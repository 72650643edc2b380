//! HTTP tile client backed by reqwest.

use std::time::Duration;

use bytes::Bytes;

use super::types::{TileClient, TransportError};
use crate::store::BoxFuture;

/// Connection timeout applied to the underlying client.
const CONNECT_TIMEOUT_SECS: u64 = 10;

/// Real HTTP client implementation using async reqwest.
#[derive(Debug, Clone)]
pub struct ReqwestTileClient {
    client: reqwest::Client,
}

impl ReqwestTileClient {
    /// Creates a client with default settings.
    pub fn new() -> Result<Self, reqwest::Error> {
        let client = reqwest::Client::builder()
            .connect_timeout(Duration::from_secs(CONNECT_TIMEOUT_SECS))
            .user_agent(concat!("tilefetch/", env!("CARGO_PKG_VERSION")))
            .build()?;

        Ok(Self { client })
    }

    /// Wraps an existing reqwest client.
    pub fn from_client(client: reqwest::Client) -> Self {
        Self { client }
    }

    fn map_error(url: &str, timeout: Duration, e: reqwest::Error) -> TransportError {
        if e.is_timeout() {
            TransportError::Timeout {
                url: url.to_string(),
                timeout_ms: timeout.as_millis() as u64,
            }
        } else {
            TransportError::Connection {
                url: url.to_string(),
                reason: e.to_string(),
            }
        }
    }
}

impl TileClient for ReqwestTileClient {
    fn get_bytes(&self, url: &str, timeout: Duration) -> BoxFuture<'_, Result<Bytes, TransportError>> {
        let url = url.to_string();
        Box::pin(async move {
            let response = self
                .client
                .get(&url)
                .timeout(timeout)
                .send()
                .await
                .map_err(|e| Self::map_error(&url, timeout, e))?;

            let status = response.status();
            if !status.is_success() {
                return Err(TransportError::Status {
                    url,
                    status: status.as_u16(),
                });
            }

            response.bytes().await.map_err(|e| {
                if e.is_timeout() {
                    Self::map_error(&url, timeout, e)
                } else {
                    TransportError::Body {
                        url: url.clone(),
                        reason: e.to_string(),
                    }
                }
            })
        })
    }
}

#[cfg(test)]
pub mod tests {
    use super::*;
    use std::collections::{HashMap, VecDeque};
    use std::sync::atomic::{AtomicUsize, Ordering};

    use parking_lot::Mutex;

    /// Scripted response for one attempt.
    #[derive(Debug, Clone)]
    pub enum MockResponse {
        /// Return these bytes.
        Data(Vec<u8>),
        /// Fail with a connection error.
        Fail,
        /// Never answer within any reasonable timeout.
        Hang,
    }

    /// Mock tile client with per-URL scripted responses.
    ///
    /// Each call pops the next scripted response for the URL; once the script
    /// is exhausted the last response repeats. Unscripted URLs get `default`.
    pub struct MockTileClient {
        scripts: Mutex<HashMap<String, VecDeque<MockResponse>>>,
        default: MockResponse,
        calls: Mutex<HashMap<String, usize>>,
        total_calls: AtomicUsize,
    }

    impl MockTileClient {
        /// Every URL answers with `default`.
        pub fn new(default: MockResponse) -> Self {
            Self {
                scripts: Mutex::new(HashMap::new()),
                default,
                calls: Mutex::new(HashMap::new()),
                total_calls: AtomicUsize::new(0),
            }
        }

        /// Script the responses for one URL.
        pub fn script(self, url: &str, responses: Vec<MockResponse>) -> Self {
            self.scripts
                .lock()
                .insert(url.to_string(), responses.into_iter().collect());
            self
        }

        /// Number of calls made for `url`.
        pub fn calls_for(&self, url: &str) -> usize {
            self.calls.lock().get(url).copied().unwrap_or(0)
        }

        /// Number of calls across all URLs.
        pub fn total_calls(&self) -> usize {
            self.total_calls.load(Ordering::SeqCst)
        }

        fn next_response(&self, url: &str) -> MockResponse {
            let mut scripts = self.scripts.lock();
            match scripts.get_mut(url) {
                Some(queue) if queue.len() > 1 => queue.pop_front().unwrap_or(MockResponse::Fail),
                Some(queue) => queue.front().cloned().unwrap_or(MockResponse::Fail),
                None => self.default.clone(),
            }
        }
    }

    impl TileClient for MockTileClient {
        fn get_bytes(
            &self,
            url: &str,
            _timeout: Duration,
        ) -> BoxFuture<'_, Result<Bytes, TransportError>> {
            let url = url.to_string();
            Box::pin(async move {
                *self.calls.lock().entry(url.clone()).or_insert(0) += 1;
                self.total_calls.fetch_add(1, Ordering::SeqCst);

                match self.next_response(&url) {
                    MockResponse::Data(data) => Ok(Bytes::from(data)),
                    MockResponse::Fail => Err(TransportError::Connection {
                        url,
                        reason: "connection refused".to_string(),
                    }),
                    MockResponse::Hang => {
                        tokio::time::sleep(Duration::from_secs(3600)).await;
                        Err(TransportError::Timeout {
                            url,
                            timeout_ms: 3_600_000,
                        })
                    }
                }
            })
        }
    }

    #[test]
    fn test_reqwest_client_new() {
        assert!(ReqwestTileClient::new().is_ok());
    }

    #[tokio::test]
    async fn test_mock_client_script_then_repeat() {
        let mock = MockTileClient::new(MockResponse::Fail).script(
            "http://a",
            vec![MockResponse::Fail, MockResponse::Data(vec![1, 2, 3])],
        );

        let timeout = Duration::from_secs(1);
        assert!(mock.get_bytes("http://a", timeout).await.is_err());
        assert_eq!(
            mock.get_bytes("http://a", timeout).await.unwrap(),
            Bytes::from(vec![1, 2, 3])
        );
        assert!(mock.get_bytes("http://a", timeout).await.is_ok());
        assert_eq!(mock.calls_for("http://a"), 3);
    }

    #[tokio::test]
    async fn test_mock_client_default() {
        let mock = MockTileClient::new(MockResponse::Data(vec![9]));

        let data = mock
            .get_bytes("http://unscripted", Duration::from_secs(1))
            .await
            .unwrap();

        assert_eq!(data.as_ref(), &[9]);
        assert_eq!(mock.total_calls(), 1);
    }
}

_ _ _ _

Required action
Which lines should be output? Exactly those from the first line of the data through the line containing "fn map_error(url: &str, timeout: Duration, e: reqwest::Error)", inclusive.

Reply
repository 72650643edc2b380
//! HTTP tile client backed by reqwest.

use std::time::Duration;

use bytes::Bytes;

use super::types::{TileClient, TransportError};
use crate::store::BoxFuture;

/// Connection timeout applied to the underlying client.
const CONNECT_TIMEOUT_SECS: u64 = 10;

/// Real HTTP client implementation using async reqwest.
#[derive(Debug, Clone)]
pub struct ReqwestTileClient {
    client: reqwest::Client,
}

impl ReqwestTileClient {
    /// Creates a client with default settings.
    pub fn new() -> Result<Self, reqwest::Error> {
        let client = reqwest::Client::builder()
            .connect_timeout(Duration::from_secs(CONNECT_TIMEOUT_SECS))
            .user_agent(concat!("tilefetch/", env!("CARGO_PKG_VERSION")))
            .build()?;

        Ok(Self { client })
    }

    /// Wraps an existing reqwest client.
    pub fn from_client(client: reqwest::Client) -> Self {
        Self { client }
    }

    fn map_error(url: &str, timeout: Duration, e: reqwest::Error) -> TransportError {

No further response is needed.